Gordon in the News: last updated 01/11/2016


Gordon Becomes First College in the Nation with New Disability Icon, Thanks to Philosophy Professor

May 24, 2013: The Accessibility Icon has become a movement since we first wrote about this last fall. New York City recently adopted the symbol and many other cities and organizations are considering the same. Please visit http://www.accessibleicon.org/ for more information!

Brian Glenney with new sign

 

FOR IMMEDIATE RELEASE
October 30, 2012

Media Contact
Jo Kadlecek, Senior Writer
Jo.Kadlecekgordon.edu
978.867.4752

WENHAM, MA—Turn into any parking lot and it’s easy to spot the handicapped spaces by the traditional blue and white accessibility icon: a stationary wheelchair under a static stick figure. But this month, the handicapped spaces across Gordon College’s campus show a new icon, a person leaning forward, arm in the air as if to push the wheels, making the College the first in the nation to display the new, more engaged symbol.

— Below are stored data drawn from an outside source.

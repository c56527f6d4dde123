//! Cloud regime classification.
//!
//! Clusters joint histograms of cloud-top pressure and optical depth into a
//! small number of discrete "cloud regimes", and measures how stable those
//! regimes are under re-initialization and under changes of k.
//!
//! ## Components
//!
//! - [`metric`] — pluggable [`Metric`] capability: [`Euclidean`] and [`Transport`]
//! - [`clustering`] — Lloyd-style relocation engine, see [`cluster`]
//! - [`robustness`] — repeated seeded trials matched by correlation, see [`assess_robustness`]
//! - [`sensitivity`] — inertia / degeneracy curve over a range of k, see [`sweep_k`]
//!
//! Data ingestion, masking and plotting live outside this crate. They hand
//! validated [`Dataset`]s in and take [`RunResult`]s, [`Robustness`] summaries
//! and [`KCurve`]s back out.
pub mod cancel;
pub mod clustering;
pub mod error;
pub mod histogram;
pub mod metric;
pub mod robustness;
pub mod sensitivity;
pub mod transport;

pub use cancel::*;
pub use clustering::*;
pub use error::*;
pub use histogram::*;
pub use metric::*;
pub use robustness::*;
pub use sensitivity::*;
pub use transport::*;

// ============================================================================
// TYPE ALIASES
// ============================================================================
/// Distances, inertia, convergence thresholds.
pub type Energy = f32;
/// Temperature parameters and information-theoretic measures.
pub type Entropy = f32;
/// Normalized bin masses and correlation coefficients.
pub type Probability = f32;

// ============================================================================
// TRAITS
// ============================================================================
/// Random instance generation for testing and benchmarking.
pub trait Arbitrary {
    /// Generate a uniformly random instance.
    fn random() -> Self;
}

// ============================================================================
// HISTOGRAM LAYOUT
// ISCCP-style joint histogram: cloud-top pressure rows × optical depth columns.
// ============================================================================
/// Cloud-top pressure bins (rows).
pub const ISCCP_PRESSURE_BINS: usize = 7;
/// Optical depth bins (columns).
pub const ISCCP_TAU_BINS: usize = 6;

// ============================================================================
// K-MEANS CLUSTERING
// ============================================================================
/// Hard stop on Lloyd iterations per initialization.
pub const KMEANS_MAX_ITERATIONS: usize = 300;
/// Total centroid movement at or below which a run is converged.
pub const KMEANS_TOLERANCE: Energy = 1e-4;
/// Independent initializations per clustering call; lowest inertia wins.
pub const KMEANS_N_INIT: usize = 10;
/// Default seed for reproducible initialization.
pub const KMEANS_SEED: u64 = 0;

// ============================================================================
// ROBUSTNESS TESTING
// ============================================================================
/// Seeded trials per robustness assessment.
pub const ROBUSTNESS_TRIALS: usize = 10;
/// Minimum centroid correlation for a matched pair to count as a success.
pub const ROBUSTNESS_THRESHOLD: Probability = 0.8;

// ============================================================================
// SINKHORN OPTIMAL TRANSPORT
// Entropy-regularized EMD, optional alternative to the exact solver.
// ============================================================================
/// Entropy regularization strength. Lower = closer to true EMD, higher = faster convergence.
pub const SINKHORN_TEMPERATURE: Entropy = 0.025;
/// Maximum Sinkhorn-Knopp iterations before stopping.
pub const SINKHORN_ITERATIONS: usize = 128;
/// Early stopping threshold on marginal constraint violation.
pub const SINKHORN_TOLERANCE: Energy = 0.001;

// ============================================================================
// RUNTIME UTILITIES
// ============================================================================
/// Initialize dual logging (terminal + file) with timestamped log files.
/// Creates `logs/` directory and writes DEBUG level to file, INFO to terminal.
#[cfg(feature = "cli")]
pub fn log() -> std::io::Result<()> {
    std::fs::create_dir_all("logs")?;
    let config = simplelog::ConfigBuilder::new()
        .set_location_level(log::LevelFilter::Off)
        .set_target_level(log::LevelFilter::Off)
        .set_thread_level(log::LevelFilter::Off)
        .build();
    let time = std::time::SystemTime::now()
        .duration_since(std::time::UNIX_EPOCH)
        .map(|d| d.as_secs())
        .unwrap_or_default();
    let file = simplelog::WriteLogger::new(
        log::LevelFilter::Debug,
        config.clone(),
        std::fs::File::create(format!("logs/{}.log", time))?,
    );
    let term = simplelog::TermLogger::new(
        log::LevelFilter::Info,
        config.clone(),
        simplelog::TerminalMode::Mixed,
        simplelog::ColorChoice::Auto,
    );
    simplelog::CombinedLogger::init(vec![term, file]).map_err(std::io::Error::other)
}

Thanks to the efforts of Brian Glenney, assistant professor of philosophy, who collaborated on the design with Sara Hendren, graduate student at the Harvard Graduate School of Design, the new symbol challenges how people perceive those who are disabled. The forward-moving icon, which the two designed and printed locally, grew out of two years of research in Gordon’s Philosophical Psychology Lab as well as advocacy in and around Boston. As a result, one local town is in the process of updating its wheelchair symbols with Glenney and Hendren’s new one, and a few area businesses have done the same. But Gordon is the first college to make the switch. Glenney, students from an aesthetics class, and physical plant staff replaced the old signs with new ones on October 22, 2012.

"The (old) handicap symbol, visible in every public building in the western world, offers a lifeless, passive, helpless and medical representation of people with disabilities," Glenney said. “I realized that this representation was actually part of my own real perception of this population, and I didn’t think I was the only one. So the Accessible Icon Project began as a way of correcting this perception by re-imagining the symbols we use to represent people with disabilities.”